From The Liberator of March 1918:

In Behalf of the I. W. W.

By Helen Keller

Helen Keller, NY Ithaca Jr p7, Nov 5, 1917

Down through the long weary years the will of the ruling class has been to suppress either the man or his message when they antagonized its interests. From the execution of the propagandist and the burning of books, down through the various degrees of censorship and expurgation to the highly civilized legal indictment and winking at mob crime by constituted authorities, the cry has ever been “crucify him!” The ideas and activities of minorities are misunderstood and misrepresented. It is easier to condemn than to investigate. It takes courage to steer one’s course through a storm of abuse and ignominy. But I believe that discussion of even the most bitterly controverted matters is demanded by our love of justice, by our sense of fairness and an honest desire to understand the problems that are rending society. Let us review the facts relating to the situation of the “I. W. W.’s” since the United States entered the war with the declared purpose to conserve the liberties of the free peoples of the world.

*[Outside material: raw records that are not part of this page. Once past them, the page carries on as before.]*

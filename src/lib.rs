//! iso3166-countries library
//!
//! This crate provides the core functionality for the `iso3166-countries` binary.
//! Keep the crate root minimal: implementation and tests live in their modules.
//!
//! ## Overview
//!
//! A single run is a linear pipeline:
//!
//! - [`fetcher`] - Downloads the ISO 3166-1 XML list and extracts its entry elements
//! - [`converter`] - Builds country records, applies override rules and orders them
//! - [`exporter`] - Writes the ordered countries to an XML file on disk
//! - [`cli`] - Command-line entry point that resolves configuration and runs the pipeline
//! - [`config`] - TOML configuration, override-rule parsing and path resolution
//! - [`models`] - Raw entries, country records and override rules
//! - [`errors`] - Error types used throughout the application
//!
//! ## Example Usage
//!
//! ```no_run
//! use iso3166_countries::{cli, config::ResolvedConfig, errors::AppResult};
//! use std::path::Path;
//!
//! # async fn example() -> AppResult<()> {
//! let config = ResolvedConfig::from_toml_str(
//!     r#"
//!     source_url = "https://example.com/list_en.xml"
//!     countries_in_order = "{US:United States},{CA:Canada}"
//!     "#,
//! )?;
//!
//! let client = reqwest::Client::new();
//! cli::run_workflow(&client, &config, Path::new("Export")).await?;
//! # Ok(())
//! # }
//! ```

pub mod cli;
pub mod config;
pub mod constants;
pub mod converter;
pub mod errors;
pub mod exporter;
pub mod fetcher;
pub mod models;
use crate::config::ResolvedConfig;
use crate::errors::{AppError, AppResult};
use crate::models::RawEntry;
use quick_xml::escape::resolve_predefined_entity;
use quick_xml::events::{BytesRef, Event};
use quick_xml::reader::Reader;
use tracing::{debug, warn};

/// Direct child of an entry being collected: tag and accumulated text.
struct OpenChild {
    tag: String,
    text: String,
}

/// Parses the source document and collects the entry elements under its root.
///
/// The root is the first element of the document. Entries are direct children of
/// the root whose tag equals `config.entry_element`; every direct child of an entry
/// becomes a `(tag, text)` pair, where the text is all character data below that
/// child, trimmed.
///
/// # Returns
///
/// - `Some(entries)` when the root tag matches `config.root_element` and at least
///   one entry is present
/// - `None` when the root tag differs or no entries are found
///
/// # Errors
///
/// Returns `ParseError` for malformed XML: mismatched or missing end tags, a
/// missing or repeated root element, text outside the root, or unknown entity
/// references.
pub fn parse_entries(xml: &str, config: &ResolvedConfig) -> AppResult<Option<Vec<RawEntry>>> {
    let mut reader = Reader::from_str(xml);

    let mut depth = 0usize;
    let mut root: Option<String> = None;
    let mut entries = Vec::new();
    let mut entry: Option<RawEntry> = None;
    let mut child: Option<OpenChild> = None;

    loop {
        match reader.read_event()? {
            Event::Start(e) => {
                let tag = String::from_utf8_lossy(e.name().as_ref()).into_owned();
                match depth {
                    0 => set_root(&mut root, tag)?,
                    1 if tag == config.entry_element => entry = Some(RawEntry::default()),
                    2 if entry.is_some() => {
                        child = Some(OpenChild {
                            tag,
                            text: String::new(),
                        })
                    }
                    _ => {}
                }
                depth += 1;
            }
            Event::Empty(e) => {
                let tag = String::from_utf8_lossy(e.name().as_ref()).into_owned();
                match depth {
                    0 => set_root(&mut root, tag)?,
                    1 if tag == config.entry_element => entries.push(RawEntry::default()),
                    2 => {
                        if let Some(entry) = entry.as_mut() {
                            entry.push_child(tag, String::new());
                        }
                    }
                    _ => {}
                }
            }
            Event::End(_) => {
                depth = depth.saturating_sub(1);
                match depth {
                    1 => {
                        if let Some(done) = entry.take() {
                            entries.push(done);
                        }
                    }
                    2 => {
                        if let (Some(entry), Some(done)) = (entry.as_mut(), child.take()) {
                            entry.push_child(done.tag, done.text.trim().to_string());
                        }
                    }
                    _ => {}
                }
            }
            Event::Text(e) => {
                let text = e
                    .decode()
                    .map_err(|e| AppError::ParseError(format!("Failed to decode XML text: {e}")))?;
                if let Some(open) = child.as_mut() {
                    open.text.push_str(&text);
                } else if depth == 0 && !text.trim().is_empty() {
                    return Err(AppError::ParseError(
                        "Text found outside the root element".into(),
                    ));
                }
            }
            Event::CData(e) => {
                let text = String::from_utf8_lossy(&e);
                if let Some(open) = child.as_mut() {
                    open.text.push_str(&text);
                } else if depth == 0 && !text.trim().is_empty() {
                    return Err(AppError::ParseError(
                        "CDATA found outside the root element".into(),
                    ));
                }
            }
            Event::GeneralRef(e) => {
                let resolved = resolve_reference(&e)?;
                if let Some(open) = child.as_mut() {
                    open.text.push_str(&resolved);
                }
            }
            Event::Eof => break,
            _ => {}
        }
    }

    if depth != 0 {
        return Err(AppError::ParseError(format!(
            "Unexpected end of document with {depth} unclosed element(s)"
        )));
    }

    let root = root.ok_or_else(|| AppError::ParseError("Document has no root element".into()))?;
    if root != config.root_element {
        warn!(
            expected = %config.root_element,
            found = %root,
            "Unexpected root element, nothing to convert"
        );
        return Ok(None);
    }

    if entries.is_empty() {
        warn!(entry_element = %config.entry_element, "No entry elements found");
        return Ok(None);
    }

    debug!(entries = entries.len(), "Source document parsed");
    Ok(Some(entries))
}

fn set_root(root: &mut Option<String>, tag: String) -> AppResult<()> {
    if let Some(existing) = root {
        return Err(AppError::ParseError(format!(
            "Multiple root elements: '{existing}' and '{tag}'"
        )));
    }
    *root = Some(tag);
    Ok(())
}

/// Resolves a character reference or one of the predefined XML entities.
fn resolve_reference(reference: &BytesRef) -> AppResult<String> {
    if let Some(ch) = reference
        .resolve_char_ref()
        .map_err(|e| AppError::ParseError(format!("Invalid character reference: {e}")))?
    {
        return Ok(ch.to_string());
    }

    let name = reference
        .decode()
        .map_err(|e| AppError::ParseError(format!("Failed to decode entity reference: {e}")))?;
    resolve_predefined_entity(&name)
        .map(str::to_string)
        .ok_or_else(|| AppError::ParseError(format!("Unknown entity reference '&{name};'")))
}
// Source document defaults
pub const DEFAULT_SOURCE_ENCODING: &str = "utf-8";
pub const DEFAULT_ROOT_ELEMENT: &str = "ISO_3166-1_List_en";
pub const DEFAULT_ENTRY_ELEMENT: &str = "ISO_3166-1_Entry";
pub const DEFAULT_COUNTRY_NAME_ELEMENT: &str = "ISO_3166-1_Country_name";
pub const DEFAULT_COUNTRY_CODE_ELEMENT: &str = "ISO_3166-1_Alpha-2_Code_element";

// Export defaults
pub const DEFAULT_EXPORT_DIR: &str = "Export";
pub const DEFAULT_EXPORT_FILENAME: &str = "Iso3166Countries.xml";

// Export document element names
pub const EXPORT_ROOT_ELEMENT: &str = "Countries";
pub const EXPORT_COUNTRY_ELEMENT: &str = "Country";
pub const EXPORT_NAME_ELEMENT: &str = "Name";
pub const EXPORT_CODE_ELEMENT: &str = "Code";

// Suffix of the temp file written before the final rename
pub const PARTIAL_FILE_SUFFIX: &str = ".part";

// Configuration lookup
pub const DEFAULT_CONFIG_FILE: &str = "Iso3166Countries.toml";
pub const CONTENT_ROOT_ENV: &str = "ISO3166_CONTENT_ROOT";

// Patterns
pub const OVERRIDE_GROUP_PATTERN: &str = r"^\{?\s*([^:{}]+?)\s*:\s*([^{}]*?)\s*\}?$";
pub const QUALIFIED_PATH_PATTERN: &str = r"^[a-zA-Z]:[/\\]";
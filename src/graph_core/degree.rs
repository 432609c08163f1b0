//! Average vertex degree of the windowed co-occurrence graph

use super::registry::VertexRegistry;
use super::types::TagPair;
use std::collections::{HashMap, HashSet};

/// Computes the average degree of the graph snapshot
///
/// The vertex set is the all-time registry, so vertices whose edges have
/// been evicted from the window sit in the graph isolated at degree 0 and
/// still dilute the average. Self-loops and multi-edges cannot occur: edges
/// come from 2-combinations of a record's own deduplicated tag set and the
/// edge set itself is deduplicated.
pub struct DegreeCalculator;

impl DegreeCalculator {
    pub fn new() -> Self {
        Self
    }

    /// Average degree over all registered vertices, rounded to 2 decimals
    ///
    /// An empty registry yields 0 rather than a division error.
    pub fn average_degree(&self, vertices: &VertexRegistry, edges: &HashSet<TagPair>) -> f64 {
        if vertices.is_empty() {
            return 0.0;
        }

        let mut degrees: HashMap<&str, usize> =
            vertices.iter().map(|v| (v.as_str(), 0)).collect();

        for edge in edges {
            let (a, b) = edge.endpoints();
            if let Some(count) = degrees.get_mut(a) {
                *count += 1;
            }
            if let Some(count) = degrees.get_mut(b) {
                *count += 1;
            }
        }

        let total: usize = degrees.values().sum();
        round2(total as f64 / degrees.len() as f64)
    }
}

impl Default for DegreeCalculator {
    fn default() -> Self {
        Self::new()
    }
}

fn round2(value: f64) -> f64 {
    (value * 100.0).round() / 100.0
}

#[cfg(test)]
mod tests {
    use super::*;
    use std::collections::BTreeSet;

    fn registry_of(tags: &[&str]) -> VertexRegistry {
        let mut registry = VertexRegistry::new();
        let tags: BTreeSet<String> = tags.iter().map(|t| t.to_string()).collect();
        registry.extend(&tags);
        registry
    }

    #[test]
    fn test_empty_graph_is_zero() {
        let calculator = DegreeCalculator::new();
        let average = calculator.average_degree(&VertexRegistry::new(), &HashSet::new());
        assert_eq!(average, 0.0);
    }

    #[test]
    fn test_single_edge_pair() {
        let calculator = DegreeCalculator::new();
        let registry = registry_of(&["#cats", "#dogs"]);
        let edges: HashSet<TagPair> = [TagPair::new("#cats", "#dogs")].into_iter().collect();

        assert_eq!(calculator.average_degree(&registry, &edges), 1.0);
    }

    #[test]
    fn test_isolated_vertices_dilute_the_average() {
        // Three registered vertices, one edge: 2/3 rounded to 0.67
        let calculator = DegreeCalculator::new();
        let registry = registry_of(&["#cats", "#dogs", "#birds"]);
        let edges: HashSet<TagPair> = [TagPair::new("#cats", "#birds")].into_iter().collect();

        assert_eq!(calculator.average_degree(&registry, &edges), 0.67);
    }

    #[test]
    fn test_triangle_has_degree_two() {
        let calculator = DegreeCalculator::new();
        let registry = registry_of(&["#a", "#b", "#c"]);
        let edges: HashSet<TagPair> = [
            TagPair::new("#a", "#b"),
            TagPair::new("#a", "#c"),
            TagPair::new("#b", "#c"),
        ]
        .into_iter()
        .collect();

        assert_eq!(calculator.average_degree(&registry, &edges), 2.0);
    }

    #[test]
    fn test_average_matches_handshake_identity() {
        // sum(degree) == 2 * |E|, so the average is 2|E| / |V|
        let calculator = DegreeCalculator::new();
        let registry = registry_of(&["#a", "#b", "#c", "#d", "#e"]);
        let edges: HashSet<TagPair> = [
            TagPair::new("#a", "#b"),
            TagPair::new("#b", "#c"),
            TagPair::new("#c", "#d"),
        ]
        .into_iter()
        .collect();

        let expected = (2.0 * edges.len() as f64) / registry.len() as f64;
        assert_eq!(
            calculator.average_degree(&registry, &edges),
            (expected * 100.0).round() / 100.0
        );
    }
}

During the last few months, in Washington State, at Pasco and throughout the Yakima Valley, many “I. W. W.” members have been arrested without warrants, thrown into “bullpens” without access to attorney, denied bail and trial by jury, and some of them shot. Did any of the leading newspapers denounce these acts as unlawful, cruel, undemocratic? No. On the contrary, most of them indirectly praised the perpetrators of these crimes for their patriotic service!